Records shown:
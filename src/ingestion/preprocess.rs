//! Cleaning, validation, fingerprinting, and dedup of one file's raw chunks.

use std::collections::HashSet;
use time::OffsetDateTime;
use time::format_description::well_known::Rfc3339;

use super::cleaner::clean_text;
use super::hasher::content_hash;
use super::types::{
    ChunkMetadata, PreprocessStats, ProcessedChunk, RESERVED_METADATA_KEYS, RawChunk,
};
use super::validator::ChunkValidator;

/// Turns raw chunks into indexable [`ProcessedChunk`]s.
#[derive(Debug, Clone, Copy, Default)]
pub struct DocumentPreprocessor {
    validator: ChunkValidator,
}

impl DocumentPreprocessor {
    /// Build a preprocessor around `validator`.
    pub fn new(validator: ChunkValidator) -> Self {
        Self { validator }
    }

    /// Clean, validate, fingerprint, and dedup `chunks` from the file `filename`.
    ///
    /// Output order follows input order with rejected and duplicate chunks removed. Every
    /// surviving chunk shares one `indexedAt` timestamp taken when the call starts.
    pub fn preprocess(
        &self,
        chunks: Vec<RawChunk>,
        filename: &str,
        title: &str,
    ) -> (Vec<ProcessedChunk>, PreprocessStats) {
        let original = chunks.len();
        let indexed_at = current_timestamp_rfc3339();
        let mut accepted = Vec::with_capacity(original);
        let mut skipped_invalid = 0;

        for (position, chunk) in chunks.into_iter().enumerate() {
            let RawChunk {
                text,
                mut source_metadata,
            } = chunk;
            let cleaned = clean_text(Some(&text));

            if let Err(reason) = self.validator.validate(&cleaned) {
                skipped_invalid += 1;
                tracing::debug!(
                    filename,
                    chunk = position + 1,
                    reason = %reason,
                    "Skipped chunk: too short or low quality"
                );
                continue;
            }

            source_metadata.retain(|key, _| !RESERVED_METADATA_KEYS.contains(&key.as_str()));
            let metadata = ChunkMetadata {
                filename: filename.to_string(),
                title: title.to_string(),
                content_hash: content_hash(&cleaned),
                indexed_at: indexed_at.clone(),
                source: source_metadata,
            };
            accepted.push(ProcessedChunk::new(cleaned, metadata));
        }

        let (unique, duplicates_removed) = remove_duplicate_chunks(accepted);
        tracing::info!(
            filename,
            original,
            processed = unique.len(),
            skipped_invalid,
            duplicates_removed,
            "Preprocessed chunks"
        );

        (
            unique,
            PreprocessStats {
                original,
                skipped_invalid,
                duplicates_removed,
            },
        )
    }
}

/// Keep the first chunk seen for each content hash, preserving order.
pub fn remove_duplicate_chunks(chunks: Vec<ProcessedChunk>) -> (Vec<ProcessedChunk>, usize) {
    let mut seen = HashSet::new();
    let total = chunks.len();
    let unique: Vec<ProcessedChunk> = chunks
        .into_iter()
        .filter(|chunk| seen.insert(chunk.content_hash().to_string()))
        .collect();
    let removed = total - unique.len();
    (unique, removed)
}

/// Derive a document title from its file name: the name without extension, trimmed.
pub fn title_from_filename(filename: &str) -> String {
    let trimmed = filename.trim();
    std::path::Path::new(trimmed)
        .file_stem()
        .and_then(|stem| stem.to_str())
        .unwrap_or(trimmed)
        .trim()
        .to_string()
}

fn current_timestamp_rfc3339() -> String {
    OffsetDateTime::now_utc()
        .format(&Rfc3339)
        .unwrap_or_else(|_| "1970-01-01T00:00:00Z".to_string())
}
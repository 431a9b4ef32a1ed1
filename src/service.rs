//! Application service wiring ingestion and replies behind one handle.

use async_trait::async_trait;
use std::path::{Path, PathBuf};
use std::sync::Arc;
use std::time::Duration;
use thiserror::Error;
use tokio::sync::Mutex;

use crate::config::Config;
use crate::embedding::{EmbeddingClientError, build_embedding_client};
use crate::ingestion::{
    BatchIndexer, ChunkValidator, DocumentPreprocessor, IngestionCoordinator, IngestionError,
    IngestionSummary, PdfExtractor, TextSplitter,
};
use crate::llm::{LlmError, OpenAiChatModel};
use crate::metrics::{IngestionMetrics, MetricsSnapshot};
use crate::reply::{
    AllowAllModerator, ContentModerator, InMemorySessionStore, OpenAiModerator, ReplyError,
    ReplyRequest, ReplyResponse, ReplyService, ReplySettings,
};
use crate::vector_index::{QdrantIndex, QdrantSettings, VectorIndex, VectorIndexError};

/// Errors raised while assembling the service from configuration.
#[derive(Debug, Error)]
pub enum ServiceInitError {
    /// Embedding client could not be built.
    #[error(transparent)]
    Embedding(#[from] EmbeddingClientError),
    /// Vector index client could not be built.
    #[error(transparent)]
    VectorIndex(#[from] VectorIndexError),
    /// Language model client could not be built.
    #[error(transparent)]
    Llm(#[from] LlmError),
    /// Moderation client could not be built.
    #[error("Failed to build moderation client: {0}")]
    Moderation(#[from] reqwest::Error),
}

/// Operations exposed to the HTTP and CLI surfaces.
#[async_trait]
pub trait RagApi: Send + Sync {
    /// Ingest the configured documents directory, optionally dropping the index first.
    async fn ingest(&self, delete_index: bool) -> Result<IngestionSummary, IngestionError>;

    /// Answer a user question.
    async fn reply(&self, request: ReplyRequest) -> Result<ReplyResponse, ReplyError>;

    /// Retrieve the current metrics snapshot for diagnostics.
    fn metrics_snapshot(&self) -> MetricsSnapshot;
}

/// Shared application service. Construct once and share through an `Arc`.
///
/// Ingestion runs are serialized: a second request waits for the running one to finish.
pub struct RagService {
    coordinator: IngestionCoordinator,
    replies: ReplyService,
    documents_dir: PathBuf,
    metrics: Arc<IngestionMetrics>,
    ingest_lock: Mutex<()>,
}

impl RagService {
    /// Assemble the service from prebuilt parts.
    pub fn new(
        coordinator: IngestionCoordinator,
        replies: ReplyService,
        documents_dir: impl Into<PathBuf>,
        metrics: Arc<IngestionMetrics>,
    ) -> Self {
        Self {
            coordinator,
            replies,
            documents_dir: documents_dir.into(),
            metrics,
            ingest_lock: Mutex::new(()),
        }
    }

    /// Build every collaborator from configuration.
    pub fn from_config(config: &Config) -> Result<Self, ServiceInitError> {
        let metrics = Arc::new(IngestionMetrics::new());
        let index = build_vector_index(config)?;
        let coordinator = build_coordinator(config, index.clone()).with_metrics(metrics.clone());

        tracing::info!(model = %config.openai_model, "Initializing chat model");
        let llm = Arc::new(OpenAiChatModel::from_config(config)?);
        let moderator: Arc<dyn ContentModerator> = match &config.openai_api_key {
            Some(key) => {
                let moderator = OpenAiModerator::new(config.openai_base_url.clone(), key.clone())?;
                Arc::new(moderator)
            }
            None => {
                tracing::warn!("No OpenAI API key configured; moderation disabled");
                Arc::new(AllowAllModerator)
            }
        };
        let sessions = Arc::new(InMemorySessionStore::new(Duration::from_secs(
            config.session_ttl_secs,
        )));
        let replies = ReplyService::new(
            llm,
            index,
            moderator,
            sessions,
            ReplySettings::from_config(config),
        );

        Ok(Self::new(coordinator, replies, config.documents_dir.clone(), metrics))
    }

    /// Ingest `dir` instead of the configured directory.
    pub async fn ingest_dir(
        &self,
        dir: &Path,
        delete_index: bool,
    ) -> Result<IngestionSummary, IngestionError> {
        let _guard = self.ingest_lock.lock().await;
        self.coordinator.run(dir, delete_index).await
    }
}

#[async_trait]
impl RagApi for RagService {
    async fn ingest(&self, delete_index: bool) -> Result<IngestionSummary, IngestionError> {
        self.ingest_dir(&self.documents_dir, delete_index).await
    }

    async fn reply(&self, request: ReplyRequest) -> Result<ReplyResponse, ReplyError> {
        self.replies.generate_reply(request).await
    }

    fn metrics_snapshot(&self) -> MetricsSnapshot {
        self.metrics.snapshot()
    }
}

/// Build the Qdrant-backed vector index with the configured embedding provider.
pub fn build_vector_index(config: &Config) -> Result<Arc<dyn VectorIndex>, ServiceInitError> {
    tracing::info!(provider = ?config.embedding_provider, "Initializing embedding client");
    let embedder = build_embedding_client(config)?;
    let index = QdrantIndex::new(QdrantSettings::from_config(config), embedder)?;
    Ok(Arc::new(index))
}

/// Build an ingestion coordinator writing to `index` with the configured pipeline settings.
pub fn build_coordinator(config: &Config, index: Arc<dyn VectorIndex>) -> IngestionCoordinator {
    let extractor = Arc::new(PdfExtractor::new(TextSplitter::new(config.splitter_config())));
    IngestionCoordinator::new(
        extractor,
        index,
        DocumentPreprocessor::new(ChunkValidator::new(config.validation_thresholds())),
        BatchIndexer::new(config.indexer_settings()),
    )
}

--

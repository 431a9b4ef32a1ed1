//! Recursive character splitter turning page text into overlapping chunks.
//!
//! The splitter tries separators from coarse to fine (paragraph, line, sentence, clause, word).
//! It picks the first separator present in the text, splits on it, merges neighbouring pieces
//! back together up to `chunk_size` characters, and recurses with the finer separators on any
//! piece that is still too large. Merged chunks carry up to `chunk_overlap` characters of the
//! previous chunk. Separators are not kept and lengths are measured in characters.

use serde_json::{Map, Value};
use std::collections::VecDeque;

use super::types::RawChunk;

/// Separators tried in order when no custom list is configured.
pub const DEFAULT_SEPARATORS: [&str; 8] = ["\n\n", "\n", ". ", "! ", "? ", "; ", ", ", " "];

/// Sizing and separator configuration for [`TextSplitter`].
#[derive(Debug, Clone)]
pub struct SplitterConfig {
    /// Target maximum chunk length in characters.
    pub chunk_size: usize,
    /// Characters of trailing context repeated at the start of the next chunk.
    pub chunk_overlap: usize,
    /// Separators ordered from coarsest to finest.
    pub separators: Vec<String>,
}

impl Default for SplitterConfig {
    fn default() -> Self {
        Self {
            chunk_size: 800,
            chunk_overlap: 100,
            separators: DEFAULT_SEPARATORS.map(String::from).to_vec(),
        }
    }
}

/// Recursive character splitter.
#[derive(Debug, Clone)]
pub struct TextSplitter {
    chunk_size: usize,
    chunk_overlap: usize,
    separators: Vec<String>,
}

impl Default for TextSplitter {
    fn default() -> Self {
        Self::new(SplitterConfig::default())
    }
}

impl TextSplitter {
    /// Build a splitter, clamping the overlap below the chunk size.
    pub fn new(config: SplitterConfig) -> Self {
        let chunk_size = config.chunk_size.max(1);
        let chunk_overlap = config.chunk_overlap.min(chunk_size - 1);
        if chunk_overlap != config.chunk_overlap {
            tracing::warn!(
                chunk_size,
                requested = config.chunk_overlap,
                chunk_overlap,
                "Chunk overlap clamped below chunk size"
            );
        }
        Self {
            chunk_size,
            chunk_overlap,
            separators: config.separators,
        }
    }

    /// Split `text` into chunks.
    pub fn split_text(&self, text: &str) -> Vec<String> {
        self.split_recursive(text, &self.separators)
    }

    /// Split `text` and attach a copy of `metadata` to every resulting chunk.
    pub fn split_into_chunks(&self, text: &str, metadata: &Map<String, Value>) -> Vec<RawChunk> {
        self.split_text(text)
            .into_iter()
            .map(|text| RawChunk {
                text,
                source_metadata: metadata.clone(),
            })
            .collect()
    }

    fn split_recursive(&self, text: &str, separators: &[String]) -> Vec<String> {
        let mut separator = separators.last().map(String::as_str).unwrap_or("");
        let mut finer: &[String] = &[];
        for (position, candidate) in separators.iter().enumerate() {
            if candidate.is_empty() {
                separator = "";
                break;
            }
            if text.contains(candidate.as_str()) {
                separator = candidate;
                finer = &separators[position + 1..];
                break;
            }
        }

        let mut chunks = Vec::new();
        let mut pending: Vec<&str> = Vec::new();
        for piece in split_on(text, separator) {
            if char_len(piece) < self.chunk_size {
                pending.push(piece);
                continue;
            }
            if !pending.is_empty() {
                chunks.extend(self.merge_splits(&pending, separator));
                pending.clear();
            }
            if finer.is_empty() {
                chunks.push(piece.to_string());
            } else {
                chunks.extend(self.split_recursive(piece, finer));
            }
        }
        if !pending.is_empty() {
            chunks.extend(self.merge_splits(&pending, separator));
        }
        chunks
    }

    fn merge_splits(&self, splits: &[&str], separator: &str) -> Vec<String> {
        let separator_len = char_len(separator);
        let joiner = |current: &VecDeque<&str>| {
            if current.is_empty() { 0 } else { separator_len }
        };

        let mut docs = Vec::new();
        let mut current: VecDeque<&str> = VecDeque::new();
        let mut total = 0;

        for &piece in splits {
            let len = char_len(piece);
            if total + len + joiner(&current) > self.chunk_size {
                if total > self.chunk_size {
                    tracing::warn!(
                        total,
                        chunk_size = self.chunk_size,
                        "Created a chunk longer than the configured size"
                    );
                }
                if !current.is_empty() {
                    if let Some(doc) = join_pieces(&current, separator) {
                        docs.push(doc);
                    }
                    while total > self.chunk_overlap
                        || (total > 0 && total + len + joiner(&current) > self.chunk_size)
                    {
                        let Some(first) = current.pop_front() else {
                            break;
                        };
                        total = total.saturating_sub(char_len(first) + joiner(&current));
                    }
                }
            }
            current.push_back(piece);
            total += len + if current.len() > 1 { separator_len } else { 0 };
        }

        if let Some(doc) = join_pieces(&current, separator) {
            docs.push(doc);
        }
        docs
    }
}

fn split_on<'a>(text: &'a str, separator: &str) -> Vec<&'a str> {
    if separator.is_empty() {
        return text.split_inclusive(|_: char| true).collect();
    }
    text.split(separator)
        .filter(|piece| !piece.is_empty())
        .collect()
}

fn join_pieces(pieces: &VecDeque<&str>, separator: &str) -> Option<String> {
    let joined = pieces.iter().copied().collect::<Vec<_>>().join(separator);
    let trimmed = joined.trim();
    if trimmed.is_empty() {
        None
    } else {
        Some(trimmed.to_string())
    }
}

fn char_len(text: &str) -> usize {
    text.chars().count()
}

Assignment: Work through the entries above line by line, counting each one that includes the word "ChunkValidator", and give the final number only.

Answer section: 5